How I define “support” in my Asian American home
“Forget about it. Just be happy!”
I can’t tell you how often I’ve heard this.
Growing up as a Chinese-American was difficult, to say the least. My parents and my grandparents immigrated from Guangzhou—a city in southeast China situated on the Pearl River. My relatives endured generational trauma from major historical events such as World War I and II, suffering from poverty and malnourishment. Although they encountered innumerable hardships in Guangzhou, they had each other. They survived together in a family unit, ultimately conditioning them to protect their family first despite individual needs. Apart from my family’s values of supporting one another, I was consistently puzzled by how they supported me.
I desperately craved the slightest bit of support from the ones closest to me. By “support”, I don’t mean financial assistance or cooking food for me—as this was how my family would define “support.” I’m talking about the validation of my emotional needs, and guidance through various obstacles that plant themselves in my life. Now that I look back, my family never genuinely provided that for their children.
In my AP English Language class last year, I was assigned to pick a contemporary issue and translate my findings into a 1000-word research paper. Inspired by my passion for psychology, I chose to write about the lack of support and resources for individuals struggling with their mental health. My teacher encouraged the class to write through a scientific lens, researching facts and statistics that would further support the call-to-action we wanted to convey.
The study, Breaking the Silence: A Study of Depression Among Asian American Women, sponsored by The National Asian Women’s Health Organization (NAWHO) explores the impact of cultural values upon the self-identity of Asian-American women. According to NAWHO, “Asian-American women witness depression in their families, but have learned from their Asian cultures to maintain silence on the subject.”
I remember thinking about my sister when my eyes scanned that sentence across the computer screen. She grew up an adventurous individual, who happened to be diagnosed with Attention Deficit Hyperactivity Disorder (ADHD) as a little girl. Every time my sister tried to explain her academic and personal struggles to the rest of our family, they’d scoff and say, “She’s just messy! ADHD isn’t real.”
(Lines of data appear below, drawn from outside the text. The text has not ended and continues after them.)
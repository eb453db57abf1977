//! Error types for the phase engine.

use crate::env::CatalogError;
use crate::error::{ErrorSeverity, GameError};
use crate::state::{Outcome, Phase, StatusKind};

/// An illegal play. The engine state is left untouched.
#[derive(Clone, Debug, PartialEq, Eq, thiserror::Error)]
#[cfg_attr(feature = "serde", derive(serde::Serialize, serde::Deserialize))]
pub enum PlayError {
    #[error("encounter already finished ({0:?})")]
    Finished(Outcome),

    #[error("operation not allowed during {0}")]
    WrongPhase(Phase),

    #[error("hand has no card at index {index} (hand size {hand_size})")]
    InvalidHandIndex { index: usize, hand_size: usize },

    #[error("card '{card}' costs {cost} energy but only {available} is available")]
    InsufficientEnergy {
        card: String,
        cost: u32,
        available: u32,
    },

    #[error("player cannot act while {0} is active")]
    Disabled(StatusKind),
}

impl GameError for PlayError {
    fn severity(&self) -> ErrorSeverity {
        ErrorSeverity::Recoverable
    }

    fn error_code(&self) -> &'static str {
        use PlayError::*;
        match self {
            Finished(_) => "PLAY_FINISHED",
            WrongPhase(_) => "PLAY_WRONG_PHASE",
            InvalidHandIndex { .. } => "PLAY_INVALID_HAND_INDEX",
            InsufficientEnergy { .. } => "PLAY_INSUFFICIENT_ENERGY",
            Disabled(_) => "PLAY_DISABLED",
        }
    }
}

/// Failure to assemble an encounter from catalog data.
#[derive(Clone, Debug, PartialEq, Eq, thiserror::Error)]
pub enum SetupError {
    #[error("unknown enemy '{0}'")]
    UnknownEnemy(String),

    #[error(transparent)]
    Catalog(#[from] CatalogError),
}

impl GameError for SetupError {
    fn severity(&self) -> ErrorSeverity {
        ErrorSeverity::Validation
    }

    fn error_code(&self) -> &'static str {
        match self {
            SetupError::UnknownEnemy(_) => "SETUP_UNKNOWN_ENEMY",
            SetupError::Catalog(inner) => inner.error_code(),
        }
    }
}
After years of dismissal from our family and the built-up frustration that resulted from it, my sister completely cut off all connection with our family. Angered and confused by her actions, my parents and the rest of our family members were heartbroken. They blamed her lack of appreciation, especially since we were raised to unconditionally “support” family.
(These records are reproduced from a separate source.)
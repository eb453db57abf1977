//! Topic-based event bus for runtime events.
//!
//! Engine events are forwarded on [`Topic::Combat`]; the runtime's own
//! notifications go to [`Topic::Lifecycle`]. Consumers subscribe only to the
//! topics they need.

mod bus;
mod journal;
mod types;

pub use bus::{Event, EventBus, Topic};
pub use journal::EventJournal;
pub use types::LifecycleEvent;
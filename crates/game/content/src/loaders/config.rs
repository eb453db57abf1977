//! Combat configuration loader.

use std::path::Path;

use combat_core::CombatConfig;

use crate::loaders::{LoadResult, read_file};

/// Loader for combat tunables from TOML files.
pub struct ConfigLoader;

impl ConfigLoader {
    /// Load a [`CombatConfig`] from a TOML file.
    ///
    /// Fields missing from the file keep their defaults.
    pub fn load(path: &Path) -> LoadResult<CombatConfig> {
        let content = read_file(path)?;
        Self::parse(&content)
    }

    pub fn parse(content: &str) -> LoadResult<CombatConfig> {
        let config: CombatConfig = toml::from_str(content)
            .map_err(|e| anyhow::anyhow!("Failed to parse combat config TOML: {}", e))?;

        if config.cards_per_draw > CombatConfig::MAX_HAND_SIZE {
            anyhow::bail!(
                "cards_per_draw {} exceeds the hand limit of {}",
                config.cards_per_draw,
                CombatConfig::MAX_HAND_SIZE
            );
        }
        if config.minor_speed_threshold > config.major_speed_threshold {
            anyhow::bail!(
                "minor_speed_threshold {} is above major_speed_threshold {}",
                config.minor_speed_threshold,
                config.major_speed_threshold
            );
        }
        if !(config.weight_tolerance.is_finite() && config.weight_tolerance >= 0.0) {
            anyhow::bail!("weight_tolerance must be a non-negative number");
        }

        Ok(config)
    }
}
Sure. They showed their love for her by assisting her financially. But how did paying off student loans and giving her gas money support her emotionally? It didn’t. Growing up in a traditional Chinese household that never tried to validate my sister’s mental health has taught me that genuine support doesn’t end at paying off loans or phone bills. It starts by listening—validating their feelings and understanding their emotional experiences.
Although I don’t necessarily agree with my family’s way of supporting their children, I still understand. The amount of trauma they endured in a developing country that put them under a tough financial situation and threatened their sense of basic protection has conflicted with my sister’s desire to venture out into the unknown and achieve her true potential. My family only needed to survive. But growing up in a country that romanticized individualism and freedom, my sister wanted more—achieving her true potential.
I started a Bring Change to Mind chapter at my school this year. I aspire to spread the message to individuals in my high school community that their emotional experiences are valid—even if their traditional values at home disagree.